• Requirement:
No line before the one containing "before the end of" is to be output; retype exactly that line and all lines that follow it to the end of the records.

• Working data:
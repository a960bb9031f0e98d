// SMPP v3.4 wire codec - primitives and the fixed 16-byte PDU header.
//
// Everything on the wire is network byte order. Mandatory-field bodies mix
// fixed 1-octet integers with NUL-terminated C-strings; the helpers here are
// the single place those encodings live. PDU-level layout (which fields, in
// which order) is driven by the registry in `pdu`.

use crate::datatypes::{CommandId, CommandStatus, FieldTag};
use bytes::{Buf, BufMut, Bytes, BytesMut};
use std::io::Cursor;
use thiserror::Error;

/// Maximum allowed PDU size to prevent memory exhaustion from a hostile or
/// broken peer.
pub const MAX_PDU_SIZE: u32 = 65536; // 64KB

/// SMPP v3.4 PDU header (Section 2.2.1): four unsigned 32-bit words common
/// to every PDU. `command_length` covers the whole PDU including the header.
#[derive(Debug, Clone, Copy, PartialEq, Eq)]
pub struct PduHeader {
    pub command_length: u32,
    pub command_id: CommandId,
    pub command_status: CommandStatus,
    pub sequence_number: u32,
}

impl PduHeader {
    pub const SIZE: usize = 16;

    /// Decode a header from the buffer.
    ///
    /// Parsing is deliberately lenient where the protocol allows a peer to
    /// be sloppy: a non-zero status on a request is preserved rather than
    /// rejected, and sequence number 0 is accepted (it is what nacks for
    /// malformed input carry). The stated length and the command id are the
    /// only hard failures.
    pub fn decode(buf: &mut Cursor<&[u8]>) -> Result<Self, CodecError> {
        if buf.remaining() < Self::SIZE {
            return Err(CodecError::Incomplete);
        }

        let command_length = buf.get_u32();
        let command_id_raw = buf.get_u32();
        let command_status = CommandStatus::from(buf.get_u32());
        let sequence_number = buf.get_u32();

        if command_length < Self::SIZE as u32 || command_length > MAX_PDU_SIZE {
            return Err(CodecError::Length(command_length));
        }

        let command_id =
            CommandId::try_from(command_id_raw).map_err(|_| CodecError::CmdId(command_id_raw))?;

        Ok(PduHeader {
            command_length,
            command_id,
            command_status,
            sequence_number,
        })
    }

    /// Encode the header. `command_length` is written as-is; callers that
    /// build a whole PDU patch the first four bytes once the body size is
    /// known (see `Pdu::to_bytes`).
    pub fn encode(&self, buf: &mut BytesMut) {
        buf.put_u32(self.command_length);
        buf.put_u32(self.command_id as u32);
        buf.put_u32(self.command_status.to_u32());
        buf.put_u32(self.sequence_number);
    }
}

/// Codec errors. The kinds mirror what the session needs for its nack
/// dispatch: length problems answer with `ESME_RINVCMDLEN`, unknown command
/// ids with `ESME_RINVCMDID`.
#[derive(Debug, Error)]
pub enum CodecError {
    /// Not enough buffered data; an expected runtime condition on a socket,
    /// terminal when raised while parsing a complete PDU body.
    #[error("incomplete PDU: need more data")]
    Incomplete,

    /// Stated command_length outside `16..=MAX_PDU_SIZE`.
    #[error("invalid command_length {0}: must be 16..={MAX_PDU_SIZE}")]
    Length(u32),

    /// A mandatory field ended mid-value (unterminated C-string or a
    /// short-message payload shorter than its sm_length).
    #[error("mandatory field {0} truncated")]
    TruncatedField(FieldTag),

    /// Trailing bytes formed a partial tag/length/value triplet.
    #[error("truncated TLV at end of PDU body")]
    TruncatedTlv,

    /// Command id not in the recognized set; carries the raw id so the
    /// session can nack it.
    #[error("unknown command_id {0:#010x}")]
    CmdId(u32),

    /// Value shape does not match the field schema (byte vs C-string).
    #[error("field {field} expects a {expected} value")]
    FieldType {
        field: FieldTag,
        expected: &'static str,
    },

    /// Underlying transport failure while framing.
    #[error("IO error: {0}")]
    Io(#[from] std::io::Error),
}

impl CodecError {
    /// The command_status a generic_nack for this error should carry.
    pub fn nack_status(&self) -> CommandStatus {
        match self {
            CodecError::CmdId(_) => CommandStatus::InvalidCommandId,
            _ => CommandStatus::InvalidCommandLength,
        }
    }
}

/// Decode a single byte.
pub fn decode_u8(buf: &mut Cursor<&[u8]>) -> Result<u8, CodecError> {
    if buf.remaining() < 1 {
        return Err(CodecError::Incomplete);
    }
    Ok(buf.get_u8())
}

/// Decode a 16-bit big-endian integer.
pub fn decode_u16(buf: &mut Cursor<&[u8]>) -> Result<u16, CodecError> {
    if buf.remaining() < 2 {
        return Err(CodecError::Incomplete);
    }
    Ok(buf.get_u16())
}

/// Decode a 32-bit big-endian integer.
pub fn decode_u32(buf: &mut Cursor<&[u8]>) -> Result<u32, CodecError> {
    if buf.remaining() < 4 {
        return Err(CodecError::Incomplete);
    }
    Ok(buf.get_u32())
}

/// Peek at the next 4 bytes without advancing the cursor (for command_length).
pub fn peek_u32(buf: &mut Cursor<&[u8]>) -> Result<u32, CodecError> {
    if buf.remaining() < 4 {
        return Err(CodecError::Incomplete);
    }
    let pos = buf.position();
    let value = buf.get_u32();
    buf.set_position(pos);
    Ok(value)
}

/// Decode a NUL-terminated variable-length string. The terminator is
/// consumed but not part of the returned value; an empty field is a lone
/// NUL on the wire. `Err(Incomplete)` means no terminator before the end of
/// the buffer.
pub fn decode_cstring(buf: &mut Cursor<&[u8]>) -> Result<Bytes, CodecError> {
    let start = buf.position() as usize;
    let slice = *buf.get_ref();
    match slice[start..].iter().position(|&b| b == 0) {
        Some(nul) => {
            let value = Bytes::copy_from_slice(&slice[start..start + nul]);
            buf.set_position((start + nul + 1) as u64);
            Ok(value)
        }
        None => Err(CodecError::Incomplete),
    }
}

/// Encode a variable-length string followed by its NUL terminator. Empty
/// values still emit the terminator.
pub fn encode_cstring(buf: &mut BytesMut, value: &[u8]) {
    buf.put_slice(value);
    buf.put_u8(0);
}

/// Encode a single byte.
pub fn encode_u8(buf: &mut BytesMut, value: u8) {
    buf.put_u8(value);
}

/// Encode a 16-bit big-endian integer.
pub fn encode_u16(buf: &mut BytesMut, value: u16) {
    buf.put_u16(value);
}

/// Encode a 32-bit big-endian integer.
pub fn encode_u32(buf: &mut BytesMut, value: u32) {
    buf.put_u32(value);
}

• Solution for this task:
/// NUL on the wire. `Err(Incomplete)` means no terminator before the end of
/// the buffer.
pub fn decode_cstring(buf: &mut Cursor<&[u8]>) -> Result<Bytes, CodecError> {
    let start = buf.position() as usize;
    let slice = *buf.get_ref();
    match slice[start..].iter().position(|&b| b == 0) {
        Some(nul) => {
            let value = Bytes::copy_from_slice(&slice[start..start + nul]);
            buf.set_position((start + nul + 1) as u64);
            Ok(value)
        }
        None => Err(CodecError::Incomplete),
    }
}

/// Encode a variable-length string followed by its NUL terminator. Empty
/// values still emit the terminator.
pub fn encode_cstring(buf: &mut BytesMut, value: &[u8]) {
    buf.put_slice(value);
    buf.put_u8(0);
}

/// Encode a single byte.
pub fn encode_u8(buf: &mut BytesMut, value: u8) {
    buf.put_u8(value);
}

/// Encode a 16-bit big-endian integer.
pub fn encode_u16(buf: &mut BytesMut, value: u16) {
    buf.put_u16(value);
}

/// Encode a 32-bit big-endian integer.
pub fn encode_u32(buf: &mut BytesMut, value: u32) {
    buf.put_u32(value);
}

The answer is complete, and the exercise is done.